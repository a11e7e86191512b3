//! Logging configuration: level, file output, rotation

use serde::Deserialize;
use std::path::PathBuf;

// ─────────────────────────────────────────────────────────────────────────────
// Log Rotation
// ─────────────────────────────────────────────────────────────────────────────

/// Log file rotation strategy
#[derive(Debug, Clone, Default, PartialEq)]
pub enum LogRotation {
    /// Rotate log files hourly
    Hourly,
    /// Rotate log files daily (default)
    #[default]
    Daily,
    /// Never rotate - single log file
    Never,
}

impl LogRotation {
    /// Parse rotation string from config
    pub fn from_str(s: &str) -> Self {
        match s.to_lowercase().as_str() {
            "hourly" => Self::Hourly,
            "daily" => Self::Daily,
            "never" => Self::Never,
            _ => Self::Daily, // Default to daily for unknown values
        }
    }

    /// Convert to string for TOML serialization
    pub fn as_str(&self) -> &'static str {
        match self {
            Self::Hourly => "hourly",
            Self::Daily => "daily",
            Self::Never => "never",
        }
    }
}

// ─────────────────────────────────────────────────────────────────────────────
// Logging Configuration
// ─────────────────────────────────────────────────────────────────────────────

/// Logging configuration
#[derive(Debug, Clone)]
pub struct LoggingConfig {
    /// Log level: trace, debug, info, warn, error
    pub level: String,
    /// Enable file logging (in addition to TUI buffer or stderr)
    pub file_enabled: bool,
    /// Directory for log files
    pub file_dir: PathBuf,
    /// Log file rotation strategy
    pub file_rotation: LogRotation,
    /// Prefix for log file names (e.g., "reposeek" -> "reposeek.2024-01-15")
    pub file_prefix: String,
}

impl Default for LoggingConfig {
    fn default() -> Self {
        Self {
            level: "info".to_string(),
            file_enabled: false, // Opt-in feature
            file_dir: PathBuf::from("./logs"),
            file_rotation: LogRotation::Daily,
            file_prefix: "reposeek".to_string(),
        }
    }
}

/// Logging settings as loaded from config file
#[derive(Debug, Deserialize, Default)]
pub struct FileLogging {
    pub level: Option<String>,
    pub file_enabled: Option<bool>,
    pub file_dir: Option<String>,
    pub file_rotation: Option<String>,
    pub file_prefix: Option<String>,
}

impl LoggingConfig {
    /// Create from file config with defaults
    pub fn from_file(file: Option<FileLogging>) -> Self {
        let file = file.unwrap_or_default();
        let defaults = Self::default();

        Self {
            level: file.level.unwrap_or(defaults.level),
            file_enabled: file.file_enabled.unwrap_or(defaults.file_enabled),
            file_dir: file
                .file_dir
                .map(PathBuf::from)
                .unwrap_or(defaults.file_dir),
            file_rotation: file
                .file_rotation
                .map(|s| LogRotation::from_str(&s))
                .unwrap_or(defaults.file_rotation),
            file_prefix: file.file_prefix.unwrap_or(defaults.file_prefix),
        }
    }
}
————————
## ASSIGNMENT
Track down every line in the entries that includes the string "PathBuf", and copy it.

## OUTPUT OF THE TASK
use std::path::PathBuf;
    pub file_dir: PathBuf,
            file_dir: PathBuf::from("./logs"),
                .map(PathBuf::from)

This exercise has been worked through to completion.